In all likelihood, this delicate balance will come undone when he dies or becomes permanently incapacitated and the country will face three concentric waves of conflict. First will come personal competition for power among members of the ruling civilian oligarchy, including those allied with Conté's two most prominent wives, Henriette, a portly member of Guinea's small, but influential, Catholic minority (her uncle is the chancellor of the Archdiocese of Conakry), and Kadidiatou, a Muslim former Miss Guinea on whose behest her husband has banned beauty contests (lest anyone succeed to her title).

Then there will be a contest of military strength between 400-strong Presidential Guard (the “berets rouges”), based in the capital, and two 800-strong “ranger” battalions, one trained and equipped by U.S. Special Forces between 2000 and 2002 and based in N'Zérékoré, and one trained by the People's Republic of China in 2003 and based in Kankan.

While observers generally favor the U.S.-trained unit in any direct confrontation, that battalion is now physically cut off from the capital with the bridge collapse compounding the 1,000-kilometer distance. Finally a third power struggle will pit the berets rouges and other elite units as well as the military high command, almost all of whom are ethnic Sousou and indeed from the president's extended family and village, against others who have seen their economic, political, and military advancement blocked because they are not Sousou.
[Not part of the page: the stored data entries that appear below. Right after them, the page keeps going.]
//! Linear task generator.
//!
//! Builds a square coupling matrix (dense orthonormal or signed diagonal),
//! partitions inputs and outputs among designers, and rejection-samples a
//! unit target whose solution stays away from the all-zero starting point
//! along every axis.

use rand::prelude::*;
use rand_chacha::ChaCha8Rng;
use tracing::debug;

use crate::config::{CouplingMode, GeneratorConfig};
use crate::error::{Result, TaskError};
use crate::linalg::{self, Matrix};
use crate::task::{self, DesignerId, Task};

/// Explicit ownership of inputs and outputs. `None` means split evenly.
#[derive(Debug, Clone, Default, PartialEq, Eq)]
pub struct Partition {
    pub inputs: Option<Vec<DesignerId>>,
    pub outputs: Option<Vec<DesignerId>>,
}

/// Split indices `0..size` into contiguous near-equal blocks, one per designer.
///
/// Index `i` goes to block `i // (size / D)`, floor division on `f64` with the
/// block width rounded to a double. Where the width is inexact this can land
/// one block lower than `i * D / size` in integers. Blocks are capped at `D - 1`.
pub fn even_partition(designers: &[DesignerId], size: usize) -> Vec<DesignerId> {
    if designers.is_empty() {
        return Vec::new();
    }
    let d = designers.len();
    let width = size as f64 / d as f64;
    (0..size)
        .map(|i| {
            let block = floor_div(i as f64, width) as usize;
            designers[block.min(d - 1)]
        })
        .collect()
}

/// Floor division of non-negative `a` by positive `b`, computed from the
/// exact remainder so that `a` sitting just below a multiple of `b` stays in
/// the lower block.
fn floor_div(a: f64, b: f64) -> f64 {
    let rem = a % b;
    let div = (a - rem) / b;
    let floor = div.floor();
    if div - floor > 0.5 { floor + 1.0 } else { floor }
}

/// Generator for linear design tasks.
pub struct LinearTaskGenerator {
    config: GeneratorConfig,
}

impl LinearTaskGenerator {
    /// Create a new generator with the given configuration.
    pub fn new(config: GeneratorConfig) -> Self {
        Self { config }
    }

    pub fn config(&self) -> &GeneratorConfig {
        &self.config
    }

    /// Generate an evenly partitioned task using the configured seed.
    pub fn generate(&self, designers: &[DesignerId], size: usize) -> Result<Task> {
        let mut rng: Box<dyn RngCore> = match self.config.seed {
            Some(seed) => Box::new(ChaCha8Rng::seed_from_u64(seed)),
            None => Box::new(rand::rng()),
        };
        self.generate_with_rng(designers, size, &Partition::default(), &mut rng)
    }

    /// Generate a task drawing all randomness from `rng`.
    ///
    /// The returned task has no actions and no timing fields; seeding the
    /// history is up to the caller.
    pub fn generate_with_rng<R: Rng>(
        &self,
        designers: &[DesignerId],
        size: usize,
        partition: &Partition,
        rng: &mut R,
    ) -> Result<Task> {
        task::validate_designers(designers)?;
        if size == 0 {
            return Err(TaskError::EmptyTask);
        }

        let inputs = partition
            .inputs
            .clone()
            .unwrap_or_else(|| even_partition(designers, size));
        let outputs = partition
            .outputs
            .clone()
            .unwrap_or_else(|| even_partition(designers, size));
        let num_inputs = designers
            .iter()
            .map(|&d| task::count_owned(&inputs, d))
            .collect();
        let num_outputs = designers
            .iter()
            .map(|&d| task::count_owned(&outputs, d))
            .collect();

        let coupling = self.coupling_matrix(size, rng);
        let target = self.sample_target(&coupling, rng)?;

        debug!(
            size = size,
            designers = designers.len(),
            coupled = self.config.coupling.is_coupled(),
            "Generated task"
        );

        // Validation catches explicit partitions of the wrong length or with
        // designers that are not on the task.
        Task::new(
            designers.to_vec(),
            num_inputs,
            num_outputs,
            coupling,
            target,
            inputs,
            outputs,
        )
    }

    /// Generate one evenly partitioned task per designer group.
    pub fn generate_batch<R: Rng>(
        &self,
        assignments: &[Vec<DesignerId>],
        size: usize,
        rng: &mut R,
    ) -> Result<Vec<Task>> {
        assignments
            .iter()
            .map(|designers| {
                self.generate_with_rng(designers, size, &Partition::default(), rng)
            })
            .collect()
    }

    /// Draw the coupling matrix for the configured mode.
    pub fn coupling_matrix<R: Rng>(&self, size: usize, rng: &mut R) -> Matrix {
        match self.config.coupling {
            CouplingMode::Coupled => {
                let draw: Matrix = (0..size)
                    .map(|_| (0..size).map(|_| rng.random::<f64>()).collect())
                    .collect();
                linalg::orthonormalize(&draw)
            }
            CouplingMode::Uncoupled => {
                let signs: Vec<f64> = (0..size)
                    .map(|_| if rng.random_bool(0.5) { 1.0 } else { -1.0 })
                    .collect();
                (0..size)
                    .map(|i| {
                        (0..size)
                            .map(|j| if i == j { signs[i] } else { 0.0 })
                            .collect()
                    })
                    .collect()
            }
        }
    }

    /// Rejection-sample a unit target whose solution `Mᵗ·y` has every
    /// component above the threshold in absolute value.
    pub fn sample_target<R: Rng>(
        &self,
        coupling: &[Vec<f64>],
        rng: &mut R,
    ) -> Result<Vec<f64>> {
        let size = coupling.len();
        let threshold = self.config.solution_threshold;

        for attempt in 1..=self.config.max_target_attempts {
            let draw: Vec<f64> = (0..size).map(|_| rng.random_range(-1.0..1.0)).collect();
            let length = linalg::norm(&draw);
            if length == 0.0 {
                continue;
            }
            let target: Vec<f64> = draw.iter().map(|x| x / length).collect();
            let solution = linalg::mat_t_vec(coupling, &target);
            if solution.iter().all(|x| x.abs() > threshold) {
                debug!(attempts = attempt, "Accepted target");
                return Ok(target);
            }
        }

        Err(TaskError::TargetSearchExhausted {
            attempts: self.config.max_target_attempts,
            threshold,
        })
    }
}

#[cfg(test)]
mod tests {
    use super::*;

    fn seeded(config: GeneratorConfig, seed: u64) -> Task {
        LinearTaskGenerator::new(config.with_seed(seed))
            .generate(&[0, 1], 4)
            .unwrap()
    }

    #[test]
    fn test_even_partition_exact_split() {
        assert_eq!(even_partition(&[0, 1], 4), vec![0, 0, 1, 1]);
        assert_eq!(even_partition(&[7], 3), vec![7, 7, 7]);
    }

    #[test]
    fn test_even_partition_uneven_split() {
        assert_eq!(even_partition(&[0, 1], 5), vec![0, 0, 0, 1, 1]);
        assert_eq!(even_partition(&[0, 1, 2], 7), vec![0, 0, 0, 1, 1, 2, 2]);
    }

    #[test]
    fn test_even_partition_inexact_block_width() {
        // 10 / 6 is not a double; index 5 sits just below 3 * width.
        assert_eq!(
            even_partition(&[0, 1, 2, 3, 4, 5], 10),
            vec![0, 0, 1, 1, 2, 2, 3, 4, 4, 5]
        );
    }

    #[test]
    fn test_floor_div_uses_exact_remainder() {
        let width = 10.0 / 6.0;
        assert_eq!(floor_div(5.0, width), 2.0);
        assert_eq!(floor_div(6.0, width), 3.0);
        assert_eq!(floor_div(4.0, 2.0), 2.0);
        assert_eq!(floor_div(0.0, 2.5), 0.0);
    }

    #[test]
    fn test_even_partition_more_designers_than_indices() {
        assert_eq!(even_partition(&[0, 1, 2], 2), vec![0, 1]);
    }

    #[test]
    fn test_generated_structure() {
        let task = seeded(GeneratorConfig::coupled(), 42);
        assert_eq!(task.size(), 4);
        assert_eq!(task.inputs(), &[0, 0, 1, 1]);
        assert_eq!(task.outputs(), &[0, 0, 1, 1]);
        assert_eq!(task.num_inputs(), &[2, 2]);
        assert_eq!(task.num_outputs(), &[2, 2]);
        assert!(task.actions().is_empty());
        assert_eq!(task.time_start(), None);
    }

    #[test]
    fn test_coupled_matrix_is_orthonormal() {
        let task = seeded(GeneratorConfig::coupled(), 7);
        assert!(linalg::is_orthonormal(task.coupling(), 1e-9));
    }

    #[test]
    fn test_uncoupled_matrix_is_signed_diagonal() {
        let task = seeded(GeneratorConfig::uncoupled(), 7);
        for (i, row) in task.coupling().iter().enumerate() {
            for (j, &value) in row.iter().enumerate() {
                if i == j {
                    assert!(value == 1.0 || value == -1.0);
                } else {
                    assert_eq!(value, 0.0);
                }
            }
        }
    }

    #[test]
    fn test_target_is_unit_and_solution_clears_threshold() {
        for seed in 0..10 {
            let task = seeded(GeneratorConfig::coupled(), seed);
            assert!((linalg::norm(task.target()) - 1.0).abs() < 1e-12);
            assert!(task.solution().iter().all(|x| x.abs() > 0.20));
        }
    }

    #[test]
    fn test_reproducible_with_seed() {
        let a = seeded(GeneratorConfig::coupled(), 12345);
        let b = seeded(GeneratorConfig::coupled(), 12345);
        assert_eq!(a, b);
    }

    #[test]
    fn test_different_seeds_produce_different_tasks() {
        let a = seeded(GeneratorConfig::coupled(), 1);
        let b = seeded(GeneratorConfig::coupled(), 2);
        assert_ne!(a.coupling(), b.coupling());
    }

    #[test]
    fn test_explicit_partition() {
        let partition = Partition {
            inputs: Some(vec![1, 0, 1]),
            outputs: None,
        };
        let mut rng = ChaCha8Rng::seed_from_u64(3);
        let task = LinearTaskGenerator::new(GeneratorConfig::uncoupled())
            .generate_with_rng(&[0, 1], 3, &partition, &mut rng)
            .unwrap();
        assert_eq!(task.inputs(), &[1, 0, 1]);
        assert_eq!(task.num_inputs(), &[1, 2]);
        assert_eq!(task.outputs(), &[0, 0, 1]);
    }

    #[test]
    fn test_explicit_partition_with_unknown_designer_fails() {
        let partition = Partition {
            inputs: Some(vec![0, 5]),
            outputs: None,
        };
        let mut rng = ChaCha8Rng::seed_from_u64(3);
        let err = LinearTaskGenerator::new(GeneratorConfig::uncoupled())
            .generate_with_rng(&[0, 1], 2, &partition, &mut rng)
            .unwrap_err();
        assert!(matches!(err, TaskError::UnknownDesigner { designer: 5, .. }));
    }

    #[test]
    fn test_explicit_partition_with_wrong_length_fails() {
        let partition = Partition {
            inputs: None,
            outputs: Some(vec![0]),
        };
        let mut rng = ChaCha8Rng::seed_from_u64(3);
        let err = LinearTaskGenerator::new(GeneratorConfig::coupled())
            .generate_with_rng(&[0], 2, &partition, &mut rng)
            .unwrap_err();
        assert!(matches!(err, TaskError::LengthMismatch { field: "outputs", .. }));
    }

    #[test]
    fn test_impossible_threshold_exhausts_attempts() {
        // A unit target cannot have every component above 1 in magnitude.
        let config = GeneratorConfig {
            solution_threshold: 1.0,
            max_target_attempts: 50,
            seed: Some(1),
            ..GeneratorConfig::uncoupled()
        };
        let err = LinearTaskGenerator::new(config)
            .generate(&[0], 2)
            .unwrap_err();
        assert_eq!(
            err,
            TaskError::TargetSearchExhausted {
                attempts: 50,
                threshold: 1.0
            }
        );
    }

    #[test]
    fn test_rejects_bad_designers_and_size() {
        let generator = LinearTaskGenerator::new(GeneratorConfig::default().with_seed(1));
        assert_eq!(generator.generate(&[], 2), Err(TaskError::NoDesigners));
        assert_eq!(
            generator.generate(&[2, 2], 2),
            Err(TaskError::DuplicateDesigner(2))
        );
        assert_eq!(generator.generate(&[0], 0), Err(TaskError::EmptyTask));
    }

    #[test]
    fn test_batch_generates_one_task_per_group() {
        let mut rng = ChaCha8Rng::seed_from_u64(9);
        let tasks = LinearTaskGenerator::new(GeneratorConfig::coupled())
            .generate_batch(&[vec![0], vec![1, 2]], 4, &mut rng)
            .unwrap();
        assert_eq!(tasks.len(), 2);
        assert_eq!(tasks[0].designers(), &[0]);
        assert_eq!(tasks[1].num_inputs(), &[2, 2]);
    }
}
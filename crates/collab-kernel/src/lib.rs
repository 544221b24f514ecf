//! Collab Kernel: the mathematical model of a collaborative design task.
//!
//! Several designers jointly search a shared input space toward a hidden
//! target output. Each designer controls a disjoint subset of the inputs and
//! observes a disjoint subset of the outputs through a fixed linear coupling.
//!
//! This crate covers:
//! - Generation of well-posed, partitioned linear tasks ([`LinearTaskGenerator`])
//! - The task and action data model ([`Task`], [`Action`])
//! - Error, convergence and attribution metrics over action histories ([`metrics`])
//!
//! Everything here is synchronous and free of I/O. Randomness is always
//! injected by the caller.

pub mod config;
pub mod error;
pub mod generator;
pub mod linalg;
pub mod metrics;
pub mod task;

pub use config::{CouplingMode, GeneratorConfig};
pub use error::{Result, TaskError};
pub use generator::{LinearTaskGenerator, Partition, even_partition};
pub use metrics::ActionView;
pub use task::{Action, DesignerId, Task};
//! Configuration types for task generation.

use serde::{Deserialize, Serialize};

/// How inputs are coupled to outputs.
#[derive(Debug, Clone, Copy, PartialEq, Eq, Default, Serialize, Deserialize)]
#[serde(rename_all = "snake_case")]
pub enum CouplingMode {
    /// Dense orthonormal coupling: every output depends on every input.
    #[default]
    Coupled,
    /// Signed identity: each output depends on exactly one input.
    Uncoupled,
}

impl CouplingMode {
    pub fn from_coupled(is_coupled: bool) -> Self {
        if is_coupled {
            Self::Coupled
        } else {
            Self::Uncoupled
        }
    }

    pub fn is_coupled(self) -> bool {
        self == Self::Coupled
    }
}

/// Generator configuration.
///
/// Loaded from JSON alongside session plans; missing fields take defaults.
#[derive(Debug, Clone, PartialEq, Serialize, Deserialize)]
#[serde(default)]
pub struct GeneratorConfig {
    /// Coupling construction mode
    pub coupling: CouplingMode,
    /// Every solution component must exceed this in absolute value
    pub solution_threshold: f64,
    /// Upper bound on target rejection-sampling draws
    pub max_target_attempts: usize,
    /// Random seed for reproducibility (None for random)
    pub seed: Option<u64>,
}

impl Default for GeneratorConfig {
    fn default() -> Self {
        Self {
            coupling: CouplingMode::Coupled,
            solution_threshold: 0.20,
            max_target_attempts: 100_000,
            seed: None,
        }
    }
}

impl GeneratorConfig {
    pub fn coupled() -> Self {
        Self::default()
    }

    pub fn uncoupled() -> Self {
        Self {
            coupling: CouplingMode::Uncoupled,
            ..Self::default()
        }
    }

    pub fn with_seed(mut self, seed: u64) -> Self {
        self.seed = Some(seed);
        self
    }
}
Given cross-border ethnic solidarity – for example, the interrelations of the Guinean Malinké with the Liberian Mandingo and Ivorian Dyula – once the post-Conté conflicts begin, they could quickly spiral into a national and regional conflagration, threatening progress in other countries in the subregion, including Liberia and Sierra Leone, and exacerbating ongoing conflicts in others like Côte d'Ivoire.

There are no easy solutions to problems which run as deep as those of Guinea, the roots of whose malaise reach past the current regime back to the brutal Marxist independence leader Ahmed Sékou Touré's rebuff of the West in favor of the Soviet bloc during the Cold War.

While grappling with this little-known, but very complex, situation cannot be done on the cheap, the U.S. and its international partners (including the African Union and the Economic Community of West African States) will find that the costs of having to deal with another massive humanitarian crisis will require far greater resources than a modest amount of preventive engagement today – not just in terms of human costs, but also in terms of shocks to the global economy of even greater increases in spot prices for a commodity vital to modern industry like alumina.

– J. Peter Pham is Director of the Nelson Institute for International and Public Affairs and a Research Fellow of the Institute for Infrastructure and Information Assurance at James Madison University in Harrisonburg, Virginia. He is also an adjunct fellow at the Foundation for the Defense of Democracies in Washington, D.C.